В подтверждение своих слов он показывает нам свои часы; Спирька с двумя рабочими копают яму, а Флегонт Флегонтович вынул из кармана футляр с флейтой, собрал инструмент, и по лесу далеко покатился вальс из «Корневильских колоколов»:
В ответ на вальс послышался глухой выстрел из револьвера.
– Слава богу, место свободно, – объяснил Собакин. – У нас такой уговор был: если свободно – один выстрел, если нет – три. Ставьте скорее столб. Ну, теперь валяй шурфы.
Разведочный столб был уже поставлен, и рабочие ставили пониже другой. Метелкин со Спирькой из срубленной березы устраивали живой мостик через Причинку. Флегонт Флегонтович сам отмерял на земле квадрат шурфа и принялся обрубать топором дерн; он взмахивал топором со всего плеча и не мог вывести прямой линии.
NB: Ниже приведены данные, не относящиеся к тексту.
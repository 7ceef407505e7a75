//! Verification audit records
//!
//! [`VerificationRecord`] is the append-only audit object for one source
//! assessment run; [`ValidationRecord`] for one cross-validation run of a
//! content item. Both serialize with `Option` fields as nulls so that
//! field presence survives a round trip (a rating is null until the first
//! assessment sets it).

use chrono::{DateTime, Utc};
use serde::{Deserialize, Serialize};
use serde_json::{Map, Value};
use uuid::Uuid;

/// Status of a verification or validation run
#[derive(Debug, Clone, Copy, PartialEq, Eq, Serialize, Deserialize)]
#[serde(rename_all = "snake_case")]
pub enum VerificationStatus {
    Pending,
    Verified,
    Failed,
    /// Disputed data: usable but needs review
    Flagged,
    Outdated,
}

/// Source reliability rating band
#[derive(Debug, Clone, Copy, PartialEq, Eq, Serialize, Deserialize)]
#[serde(rename_all = "snake_case")]
pub enum ReliabilityRating {
    /// 0.9 - 1.0
    Excellent,
    /// 0.7 - 0.89
    Good,
    /// 0.5 - 0.69
    Fair,
    /// 0.3 - 0.49
    Poor,
    /// 0.0 - 0.29
    Unreliable,
}

impl ReliabilityRating {
    /// Map a reliability score to its rating band
    ///
    /// Deterministic table-driven mapping; thresholds are fixed by the
    /// audit format, not configurable.
    pub fn from_score(score: f64) -> Self {
        if score >= 0.9 {
            ReliabilityRating::Excellent
        } else if score >= 0.7 {
            ReliabilityRating::Good
        } else if score >= 0.5 {
            ReliabilityRating::Fair
        } else if score >= 0.3 {
            ReliabilityRating::Poor
        } else {
            ReliabilityRating::Unreliable
        }
    }
}

impl VerificationStatus {
    /// Map a reliability score to a verification status
    pub fn from_score(score: f64) -> Self {
        if score >= 0.7 {
            VerificationStatus::Verified
        } else if score >= 0.5 {
            VerificationStatus::Flagged
        } else {
            VerificationStatus::Failed
        }
    }
}

/// Append-only audit record for one source assessment run
#[derive(Debug, Clone, Serialize, Deserialize)]
pub struct VerificationRecord {
    /// Unique identifier
    pub id: Uuid,

    /// Source this record assesses
    pub source_id: Uuid,

    /// Run status
    pub status: VerificationStatus,

    /// Rating band, unset until a full assessment has run
    pub reliability_rating: Option<ReliabilityRating>,

    // Reliability metrics
    /// Weighted composite score in [0, 1]
    pub reliability_score: Option<f64>,
    /// Domain-reputation component
    pub trustworthiness_score: Option<f64>,
    /// Content-quality component
    pub content_quality_score: Option<f64>,

    // Freshness check
    pub last_update_check: Option<DateTime<Utc>>,
    /// Claimed publication date of the checked content
    pub content_date: Option<DateTime<Utc>>,
    pub is_outdated: bool,
    pub days_since_update: Option<i64>,

    // Cross-validation
    /// Number of sibling sources compared
    pub cross_validation_count: u32,
    /// Agreement with other sources
    pub consensus_score: Option<f64>,
    pub has_contradictions: bool,

    // Fact-checking
    pub fact_check_performed: bool,
    pub fact_check_passed: Option<bool>,
    pub verified_claims: u32,
    pub total_claims: u32,

    // Details
    pub notes: Option<String>,
    /// Machine-readable issue tags, e.g. "blocked_source"
    pub issues_found: Vec<String>,
    /// Per-stage breakdowns (sub-scores, freshness report, fact-check report)
    pub metadata: Map<String, Value>,

    // Timestamps
    pub created_at: DateTime<Utc>,
    pub updated_at: DateTime<Utc>,
    pub verified_at: Option<DateTime<Utc>>,
}

impl VerificationRecord {
    /// Create a pending record with no assessment data
    pub fn pending(source_id: Uuid) -> Self {
        let now = Utc::now();
        Self {
            id: Uuid::new_v4(),
            source_id,
            status: VerificationStatus::Pending,
            reliability_rating: None,
            reliability_score: None,
            trustworthiness_score: None,
            content_quality_score: None,
            last_update_check: None,
            content_date: None,
            is_outdated: false,
            days_since_update: None,
            cross_validation_count: 0,
            consensus_score: None,
            has_contradictions: false,
            fact_check_performed: false,
            fact_check_passed: None,
            verified_claims: 0,
            total_claims: 0,
            notes: None,
            issues_found: Vec::new(),
            metadata: Map::new(),
            created_at: now,
            updated_at: now,
            verified_at: None,
        }
    }

    /// Append an issue tag if not already present
    pub fn add_issue(&mut self, issue: impl Into<String>) {
        let issue = issue.into();
        if !self.issues_found.contains(&issue) {
            self.issues_found.push(issue);
        }
        self.updated_at = Utc::now();
    }

    /// Append a note, newline-separated after any existing text
    pub fn add_note(&mut self, note: impl AsRef<str>) {
        match &mut self.notes {
            Some(existing) => {
                existing.push('\n');
                existing.push_str(note.as_ref());
            }
            None => self.notes = Some(note.as_ref().to_string()),
        }
        self.updated_at = Utc::now();
    }
}

/// Consensus outcome of a cross-validation run
///
/// True claim-level consensus (extract the same fact from N sources and
/// vote) is not computed. The validator echoes the primary item's content
/// so downstream consumers can still render something, and this enum keeps
/// that distinction explicit instead of pretending an agreed value exists.
#[derive(Debug, Clone, PartialEq, Serialize, Deserialize)]
#[serde(tag = "kind", content = "value", rename_all = "snake_case")]
pub enum ConsensusValue {
    /// No comparison data was available
    NotComputed,
    /// The primary item's content, unchanged; not a multi-source consensus
    PrimaryEcho(String),
}

impl ConsensusValue {
    /// Whether a real multi-source consensus was computed (currently never)
    pub fn is_computed(&self) -> bool {
        false
    }
}

/// One pairwise comparison against a sibling item
#[derive(Debug, Clone, Serialize, Deserialize)]
pub struct SourceComparison {
    /// Source the sibling item came from
    pub source_id: Uuid,
    /// Similarity ratio in [0, 1]
    pub similarity: f64,
    /// Whether the pair met the similarity threshold
    pub is_matching: bool,
    /// Bounded list of textual differences for non-matching pairs
    pub differences: Vec<String>,
}

/// A recorded contradiction between the primary item and one sibling
#[derive(Debug, Clone, Serialize, Deserialize)]
pub struct Contradiction {
    pub source_id: Uuid,
    pub similarity: f64,
    /// At most ten difference lines
    pub differences: Vec<String>,
    /// Leading snippet of the primary content
    pub primary_snippet: String,
    /// Leading snippet of the contradicting content
    pub contradicting_snippet: String,
}

/// Audit record for one cross-validation run of a content item
#[derive(Debug, Clone, Serialize, Deserialize)]
pub struct ValidationRecord {
    /// Unique identifier
    pub id: Uuid,

    /// Item that was validated
    pub content_item_id: Uuid,

    /// True iff agreement reached at least 50%
    pub is_validated: bool,

    /// Run status
    pub validation_status: VerificationStatus,

    /// Siblings whose content matched
    pub matching_sources_count: u32,

    /// Siblings whose content contradicted
    pub contradicting_sources_count: u32,

    /// Consensus outcome (explicitly not a computed consensus, see enum docs)
    pub consensus: ConsensusValue,

    /// Confidence in [0, 1], unset when nothing was compared
    pub confidence_score: Option<f64>,

    /// Share of siblings in agreement, 0-100
    pub agreement_percentage: Option<f64>,

    /// Per-pair comparison details
    pub comparisons: Vec<SourceComparison>,

    /// Free-form detail note (e.g. why nothing was compared)
    pub detail_note: Option<String>,

    /// Contradicting pairs with snippets
    pub contradictions: Vec<Contradiction>,

    /// Sources whose items matched the primary
    pub supporting_sources: Vec<Uuid>,

    // Timestamps
    pub created_at: DateTime<Utc>,
    pub validated_at: Option<DateTime<Utc>>,
}

impl ValidationRecord {
    /// Total number of siblings compared
    pub fn total_compared(&self) -> u32 {
        self.matching_sources_count + self.contradicting_sources_count
    }
}

#[cfg(test)]
mod tests {
    use super::*;

    #[test]
    fn test_rating_bands() {
        assert_eq!(ReliabilityRating::from_score(0.95), ReliabilityRating::Excellent);
        assert_eq!(ReliabilityRating::from_score(0.9), ReliabilityRating::Excellent);
        assert_eq!(ReliabilityRating::from_score(0.89), ReliabilityRating::Good);
        assert_eq!(ReliabilityRating::from_score(0.5), ReliabilityRating::Fair);
        assert_eq!(ReliabilityRating::from_score(0.3), ReliabilityRating::Poor);
        assert_eq!(ReliabilityRating::from_score(0.0), ReliabilityRating::Unreliable);
    }

    #[test]
    fn test_status_bands() {
        assert_eq!(VerificationStatus::from_score(0.7), VerificationStatus::Verified);
        assert_eq!(VerificationStatus::from_score(0.69), VerificationStatus::Flagged);
        assert_eq!(VerificationStatus::from_score(0.49), VerificationStatus::Failed);
    }

    #[test]
    fn test_add_issue_deduplicates() {
        let mut record = VerificationRecord::pending(Uuid::new_v4());
        record.add_issue("outdated_content");
        record.add_issue("outdated_content");
        assert_eq!(record.issues_found.len(), 1);
    }

    #[test]
    fn test_rating_absent_until_assessed_roundtrip() {
        let record = VerificationRecord::pending(Uuid::new_v4());
        let json = serde_json::to_value(&record).unwrap();
        assert!(json.get("reliability_rating").unwrap().is_null());
        assert!(json.get("reliability_score").unwrap().is_null());

        let back: VerificationRecord = serde_json::from_value(json).unwrap();
        assert!(back.reliability_rating.is_none());
        assert_eq!(back.status, VerificationStatus::Pending);
    }

    #[test]
    fn test_consensus_is_never_computed() {
        assert!(!ConsensusValue::NotComputed.is_computed());
        assert!(!ConsensusValue::PrimaryEcho("x".into()).is_computed());
    }
}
В самый разгар работы, на противоположном берегу Причинки, в лесу послышался глухой треск, точно шла целая рота солдат, и затем выскочило несколько рабочих с лопатами и кирками. Намерения неожиданных пришельцев были очевидны, и Флегонт Флегонтович закричал не своим голосом:
– Стой! Место занято… Кто первый пошевелится, на месте убью!
На этот вызов из приближавшейся толпы рабочих отделился высокого роста мужчина в кожаной куртке, в высоких сапогах и в модной шляпе с двумя козырьками. Он подошел к переходу через речку и, сняв шляпу, спокойно отрекомендовался:
– Стреляйте… К вашим услугам: Серапион Чесноков. Обращаю особенное внимание ваше, милостивый государь, на то, что вы в глухом лесу производите угрозу с оружием в руках, что предусмотрено уложением о наказаниях. Притом вы начали работу целым получасом раньше, чем это назначено, за что тоже будете отвечать, а теперь я займу эту площадь на основании общих правил.
Бедный Флегонт Флегонтович побелел от злости и только смотрел на оратора с открытым ртом, как помешанный.
– Да вы… вы от кого? – проговорил он наконец, опуская бессильно руки.
– Я? Я от Анфусы Полихроновны Могильниковой…
– А! Так вы вот как… О, я знаю вас!.. Я… я… – закричал Флегонт Флегонтович каким-то крикливым голосом и бросился грудью защищать переход через Причинку. – Я знаю тебя, подлеца!.. Алеут!.. Ребята, не пущай!.. Спирька, Метелкин! Братцы, это разбойник… это грабеж!.. Будьте все свидетелями…
– Эй, вы, послушайте, – спокойно продолжал «алеут», отдавая какие-то приказания своим рабочим. – Кроме вооруженного нападения, вы еще делаете подлог: часы у вас переведены… Притом вы меня оскорбили с первого слова. И в том и в другом случае вы ответите в законном порядке.